**Material for the task**
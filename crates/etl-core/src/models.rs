use chrono::NaiveDate;
use serde::{Deserialize, Serialize};

/// One country's cumulative counts on one reported date.
///
/// Produced by the extractor; `(country, date)` is unique across a run.
#[derive(Debug, Clone, PartialEq, Eq, Serialize, Deserialize)]
pub struct RawDailyPoint {
    pub country: String,
    pub date: NaiveDate,
    /// Running total of confirmed cases.
    pub cumulative_cases: u64,
    /// Running total of deaths.
    pub cumulative_deaths: u64,
    /// Running total of recoveries (0 when the source omits it).
    #[serde(default)]
    pub cumulative_recovered: u64,
}

/// A [`RawDailyPoint`] extended with the metrics derived from its country's
/// date-ordered history.
#[derive(Debug, Clone, PartialEq, Serialize, Deserialize)]
pub struct DerivedDailyRecord {
    pub country: String,
    pub date: NaiveDate,
    pub cumulative_cases: u64,
    pub cumulative_deaths: u64,
    pub cumulative_recovered: u64,
    /// Day-over-day change in cumulative cases (0 on a country's first day).
    pub new_cases: i64,
    pub new_deaths: i64,
    pub new_recovered: i64,
    /// `new_cases` as a percentage of the previous day's cumulative cases,
    /// rounded half-to-even to two decimals; 0 when indeterminate.
    pub growth_rate_pct: f64,
    /// Trailing mean of `new_cases` over up to seven records.
    pub new_cases_7day: i64,
    /// Trailing mean of `new_deaths` over up to seven records.
    pub new_deaths_7day: i64,
}

/// A single point of the per-country series view.
#[derive(Debug, Clone, PartialEq, Serialize, Deserialize)]
pub struct CountrySeriesPoint {
    pub date: NaiveDate,
    pub new_cases_7day: i64,
    pub growth_rate_pct: f64,
}

/// Sum of cumulative cases across all countries reporting on `date`.
#[derive(Debug, Clone, PartialEq, Eq, Serialize, Deserialize)]
pub struct GlobalDailyTotal {
    pub date: NaiveDate,
    pub total_cases: i64,
}

/// A country's cumulative cases as of its own latest reported date.
#[derive(Debug, Clone, PartialEq, Eq, Serialize, Deserialize)]
pub struct CountryTotal {
    pub country: String,
    pub latest_date: NaiveDate,
    pub total_cases: i64,
}

/// Earliest and latest dates present in the store.
#[derive(Debug, Clone, Copy, PartialEq, Eq, Serialize, Deserialize)]
pub struct DateBounds {
    pub min: NaiveDate,
    pub max: NaiveDate,
}

impl DateBounds {
    /// `true` when `date` lies within `min..=max`.
    pub fn contains(&self, date: NaiveDate) -> bool {
        self.min <= date && date <= self.max
    }
}

/// Inclusive date range used to filter query results.
#[derive(Debug, Clone, Copy, PartialEq, Eq, Serialize, Deserialize)]
pub struct DateRange {
    pub from: NaiveDate,
    pub to: NaiveDate,
}

impl From<DateBounds> for DateRange {
    fn from(bounds: DateBounds) -> Self {
        DateRange {
            from: bounds.min,
            to: bounds.max,
        }
    }
}
//! Full-refresh load of the derived table.
//!
//! Rows are written into a staging relation and swapped into place inside a
//! single transaction, so readers see either the previous table or the new
//! one and never an empty or half-written relation.

use std::collections::BTreeSet;
use std::time::Instant;

use etl_core::error::{EtlError, Result};
use etl_core::models::DerivedDailyRecord;
use rusqlite::{params, Connection, Transaction, TransactionBehavior};
use tracing::{debug, info};

use crate::store::{create_table_sql, table_populated, Store, STAGING_TABLE_NAME, TABLE_NAME};

/// Outcome of one load.
#[derive(Debug, Clone, PartialEq, Eq)]
pub struct LoadSummary {
    pub rows: usize,
    pub countries: usize,
}

/// Writes derived records into the store, replacing prior contents.
pub struct Loader {
    store: Store,
}

impl Loader {
    pub fn new(store: Store) -> Self {
        Self { store }
    }

    /// Replace the stored relation with `records`.
    ///
    /// Rows are inserted in `(country, date)` order so identical input always
    /// produces an identical relation. On failure the transaction is rolled
    /// back and the previous table stays in place.
    pub fn load(&self, records: &[DerivedDailyRecord]) -> Result<LoadSummary> {
        let started = Instant::now();
        let mut conn = self.store.lock();
        let tx = begin_write(&mut conn)?;
        let summary = write_relation(&tx, records)?;
        tx.commit().map_err(load_error)?;
        log_loaded(&summary, started);
        Ok(summary)
    }

    /// Load `records` only if no populated relation exists yet.
    ///
    /// The check runs under the database write lock, so of several handles
    /// (possibly in different processes) racing on a fresh file exactly one
    /// writes and the rest return `None`.
    pub fn load_if_empty(&self, records: &[DerivedDailyRecord]) -> Result<Option<LoadSummary>> {
        let started = Instant::now();
        let mut conn = self.store.lock();
        let tx = begin_write(&mut conn)?;
        if table_populated(&tx)? {
            debug!("{} was populated by another writer; skipping load", TABLE_NAME);
            return Ok(None);
        }
        let summary = write_relation(&tx, records)?;
        tx.commit().map_err(load_error)?;
        log_loaded(&summary, started);
        Ok(Some(summary))
    }
}

/// Start a transaction that takes the write lock up front, waiting out the
/// busy timeout instead of failing on a later lock upgrade.
fn begin_write(conn: &mut Connection) -> Result<Transaction<'_>> {
    conn.transaction_with_behavior(TransactionBehavior::Immediate)
        .map_err(load_error)
}

/// Fill the staging relation and swap it in place of the current one.
fn write_relation(tx: &Transaction<'_>, records: &[DerivedDailyRecord]) -> Result<LoadSummary> {
    let mut ordered: Vec<&DerivedDailyRecord> = records.iter().collect();
    ordered.sort_by(|a, b| a.country.cmp(&b.country).then(a.date.cmp(&b.date)));

    let countries: BTreeSet<&str> = ordered.iter().map(|r| r.country.as_str()).collect();

    tx.execute_batch(&format!(
        "DROP TABLE IF EXISTS {STAGING_TABLE_NAME};\n{};",
        create_table_sql(STAGING_TABLE_NAME)
    ))
    .map_err(load_error)?;

    {
        let mut stmt = tx
            .prepare(&format!(
                "INSERT INTO {STAGING_TABLE_NAME} (
                    country, date, cases, deaths, recovered,
                    new_cases, new_deaths, new_recovered,
                    growth_rate_pct, new_cases_7day, new_deaths_7day
                ) VALUES (?1, ?2, ?3, ?4, ?5, ?6, ?7, ?8, ?9, ?10, ?11)"
            ))
            .map_err(load_error)?;

        for record in &ordered {
            stmt.execute(params![
                record.country,
                record.date,
                stored_count(record.cumulative_cases)?,
                stored_count(record.cumulative_deaths)?,
                stored_count(record.cumulative_recovered)?,
                record.new_cases,
                record.new_deaths,
                record.new_recovered,
                record.growth_rate_pct,
                record.new_cases_7day,
                record.new_deaths_7day,
            ])
            .map_err(load_error)?;
        }
    }

    tx.execute_batch(&format!(
        "DROP TABLE IF EXISTS {TABLE_NAME};
         ALTER TABLE {STAGING_TABLE_NAME} RENAME TO {TABLE_NAME};
         CREATE INDEX idx_{TABLE_NAME}_date ON {TABLE_NAME} (date);"
    ))
    .map_err(load_error)?;

    Ok(LoadSummary {
        rows: ordered.len(),
        countries: countries.len(),
    })
}

/// SQLite integers are signed; a count past `i64::MAX` cannot be stored.
fn stored_count(value: u64) -> Result<i64> {
    i64::try_from(value)
        .map_err(|e| load_error(rusqlite::Error::ToSqlConversionFailure(Box::new(e))))
}

fn log_loaded(summary: &LoadSummary, started: Instant) {
    info!(
        rows = summary.rows,
        countries = summary.countries,
        elapsed_ms = started.elapsed().as_millis() as u64,
        "Loaded {}",
        TABLE_NAME
    );
}

fn load_error(source: rusqlite::Error) -> EtlError {
    EtlError::Load {
        table: TABLE_NAME.to_string(),
        source,
    }
}

// ── Tests ─────────────────────────────────────────────────────────────────────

**Your objective**
Your task is to find every line above containing the word "seven" and copy it.

**Result for this exercise**
    /// Trailing mean of `new_cases` over up to seven records.
    /// Trailing mean of `new_deaths` over up to seven records.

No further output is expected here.